This was the first show for me since the pandemic started, and a great step back into it.
Reckless Grace and Razor Wit: Lizzie No and Sarah Shook and the Disarmers.
On a humid August night in Columbus, the tightly packed Rumba Café—dimly lit, well-worn, and blessed with surprisingly good sound—played host to two artists who know how to turn scars into anthems. Lizzie No and Sarah Shook & the Disarmers delivered more than performances; they offered defiance, resilience, and raw artistry, all crammed into a space where every lyric landed inches from the listener’s ears.
Lizzie No: Sharp-Tongued and Harp-Strung
New York-based singer-songwriter Lizzie No opened the evening with an arresting solo set. With a harp slung like a sidearm and a guitar never far off, she proved herself a genre-hopping lyricist of substance—introspective, sly, and bold in turns. Songs explored Black identity, love, grief, and autonomy, but always with a writer’s ear for the telling detail. One standout line lingered long after her set ended: “The winners write the history books, but the petty bitches write the songs.” It earned knowing laughter and nods from the crowd—truth dressed up in wit.

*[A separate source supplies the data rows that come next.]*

//! Export command implementation.
//!
//! The export command:
//! 1. Loads the profile
//! 2. Builds the exporter (render URLs, file naming, output directory)
//! 3. Runs the requested export

use super::models::{ExportArgs, ExportKind};
use crate::download::{Delivery, DirectoryDownloader};
use crate::export::{
    Exporter, FilenameFormatter, RemoteFormat, RenderParams, RenderUrlBuilder,
};
use crate::profile::{read_profile, FlamegraphProfile};
use crate::surface::{FlamegraphSurface, ImageFileSurface, RenderedSurface};
use anyhow::{Context, Result};
use log::{info, warn};
use std::path::Path;
use std::time::Instant;
use url::Url;

/// Execute the export command
///
/// **Public** - main entry point called from main.rs
///
/// # Returns
/// Where the artifact was saved, or `None` when a snapshot had nothing to capture
///
/// # Errors
/// * Profile read/parse failures
/// * Invalid server URL
/// * Download or write failures (not for snapshots, which degrade to `None`)
pub fn execute_export(args: ExportArgs) -> Result<Option<Delivery>> {
    let start_time = Instant::now();

    // Step 1: Load profile
    let profile = match &args.profile {
        Some(path) => Some(load(path)?),
        None => None,
    };

    // Step 2: Build exporter
    let urls = RenderUrlBuilder::new(&args.server_url)
        .with_context(|| format!("Invalid server URL {}", args.server_url))?;
    let sink = DirectoryDownloader::new(&args.output_dir)
        .context("Failed to create download client")?;
    let exporter = Exporter::new(urls, sink)
        .with_filename_formatter(FilenameFormatter::new(args.month_numbering));

    info!(
        "Exporting {:?} into {}",
        args.kind,
        args.output_dir.display()
    );

    // Step 3: Export
    let delivery = match args.kind {
        ExportKind::Snapshot => {
            let surface: Option<Box<dyn RenderedSurface + '_>> =
                match (&args.surface_image, &profile) {
                    (Some(image), _) => Some(Box::new(ImageFileSurface::new(image))),
                    (None, Some(profile)) => Some(Box::new(
                        FlamegraphSurface::new(profile).with_config(args.surface_config.clone()),
                    )),
                    (None, None) => None,
                };

            let delivery = exporter.export_snapshot(surface.as_deref(), profile.as_ref());
            if delivery.is_none() {
                warn!("Nothing was captured, no snapshot written");
            }
            delivery
        }
        ExportKind::Json => {
            let profile = require(&profile)?;
            Some(
                exporter
                    .export_data_dump(profile, &args.export_name)
                    .context("Failed to export profile data")?,
            )
        }
        ExportKind::Pprof => {
            let profile = require(&profile)?;
            Some(
                exporter
                    .export_remote(profile, RemoteFormat::Pprof)
                    .context("Failed to export pprof")?,
            )
        }
        ExportKind::Html => {
            let profile = require(&profile)?;
            Some(
                exporter
                    .export_remote(profile, RemoteFormat::Html)
                    .context("Failed to export html report")?,
            )
        }
    };

    if let Some(delivery) = &delivery {
        info!(
            "✓ Export written to: {} ({} bytes)",
            delivery.path.display(),
            delivery.bytes
        );
    }

    let elapsed = start_time.elapsed();
    info!("Export completed in {:.2}s", elapsed.as_secs_f64());

    Ok(delivery)
}

/// Build the render URL for a profile without downloading anything
///
/// **Public** - backs the `url` subcommand
pub fn render_url_for(profile_path: &Path, server_url: &str, format: RemoteFormat) -> Result<Url> {
    let profile = load(profile_path)?;
    let urls = RenderUrlBuilder::new(server_url)
        .with_context(|| format!("Invalid server URL {}", server_url))?;

    Ok(urls.build(&RenderParams::from(&profile.metadata), format))
}

/// Validate export arguments
///
/// **Public** - can be called before execute_export for early validation
pub fn validate_args(args: &ExportArgs) -> Result<()> {
    // Validate server URL
    if args.server_url.is_empty() {
        anyhow::bail!("Server URL cannot be empty");
    }

    if !args.server_url.starts_with("http://") && !args.server_url.starts_with("https://") {
        anyhow::bail!("Server URL must start with http:// or https://");
    }

    // Every export except an image snapshot needs a profile
    if args.profile.is_none() && !(args.kind == ExportKind::Snapshot && args.surface_image.is_some())
    {
        anyhow::bail!("A profile file is required for {:?} export", args.kind);
    }

    if args.kind == ExportKind::Json {
        if args.export_name.trim().is_empty() {
            anyhow::bail!("Export name cannot be empty");
        }

        if args.export_name.contains(&['/', '\\'][..]) {
            anyhow::bail!("Export name cannot contain path separators");
        }
    }

    if args.surface_config.width == 0 {
        anyhow::bail!("Snapshot width must be greater than 0");
    }

    if args.surface_config.width > 20_000 {
        anyhow::bail!("Snapshot width is too large (max 20000)");
    }

    Ok(())
}

fn load(path: &Path) -> Result<FlamegraphProfile> {
    read_profile(path).with_context(|| format!("Failed to read profile {}", path.display()))
}

fn require(profile: &Option<FlamegraphProfile>) -> Result<&FlamegraphProfile> {
    profile
        .as_ref()
        .ok_or_else(|| anyhow::anyhow!("This export needs a profile"))
}

#[cfg(test)]
mod tests {
    use super::*;
    use std::path::PathBuf;

    fn json_args() -> ExportArgs {
        ExportArgs {
            kind: ExportKind::Json,
            profile: Some(PathBuf::from("profile.json")),
            ..Default::default()
        }
    }

    #[test]
    fn test_validate_args_valid() {
        assert!(validate_args(&json_args()).is_ok());
    }

    #[test]
    fn test_validate_args_bad_scheme() {
        let args = ExportArgs {
            server_url: "ftp://localhost:4040".to_string(),
            ..json_args()
        };
        assert!(validate_args(&args).is_err());
    }

    #[test]
    fn test_validate_args_snapshot_of_image_needs_no_profile() {
        let args = ExportArgs {
            kind: ExportKind::Snapshot,
            profile: None,
            surface_image: Some(PathBuf::from("canvas.png")),
            ..Default::default()
        };
        assert!(validate_args(&args).is_ok());
    }

    #[test]
    fn test_validate_args_remote_needs_profile() {
        let args = ExportArgs {
            kind: ExportKind::Pprof,
            profile: None,
            ..Default::default()
        };
        assert!(validate_args(&args).is_err());
    }
}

Her delivery was understated and unshakable. She didn’t need volume to be heard; she offered vulnerability with steel behind it, and the audience quieted themselves to catch every word. Lizzie No doesn’t just play music—she crafts atmosphere, and that night, she transformed a noisy bar into a listening room.
Sarah Shook & the Disarmers: Road-Weary and Resolute
Though not feeling her best after having to reschedule a West Virginia show the night before, Sarah Shook showed up in Columbus with grit, generosity, and unmistakable fire. She was forthright about her health precautions—multiple COVID tests and some understandable concern—before pushing on with the tour. At the door, audience members were asked to wear masks when not drinking, a small accommodation that made it clear: the pandemic is still reshaping the live music experience, and artists like Shook are helping to figure out what comes next.
If she was under the weather, it didn’t show on stage. Shook and the Disarmers tore into their set with fierce conviction, opening with “Heal Me” and rolling straight into “Good as Gold.” Her voice—gravelly, insistent, unmistakably hers—carried the emotional weight of every song like a freight train running on broken track.
New material like “Somebody Else” and “Night Roamer” hinted at deeper emotional texture and restraint, without losing the bite that’s always defined her writing. “Night Roamer,” especially, crackled with restlessness and disconnection—classic Shook themes, but delivered with a slow-burn maturity.
The setlist also leaned on crowd favorites like “Sidelong,” “Over You,” and “Fuck Up,” songs that earned loud singalongs and spilled drinks. By the time they reached “Keep the Home Fires Burnin’,” the room felt unified by something deeper than shared taste. Shook’s music doesn’t flatter the listener—it invites them into the mess.
Small Room, Big Feelings
Rumba Café may be a modest venue, but on this night, it felt like the center of something essential. The intimacy of the space—the low ceilings, the moody lighting, the elbow-to-elbow crowd—only intensified the performances. Everyone made the most of it, from the stage to the back bar.
Lizzie No and Sarah Shook offered two different but equally powerful voices—one poetic and pointed, the other ragged and resolute. Together, they reminded us why we show up to venues like this, even in uncertain times: because music this honest, this human, doesn’t need a big stage. It just needs someone willing to listen.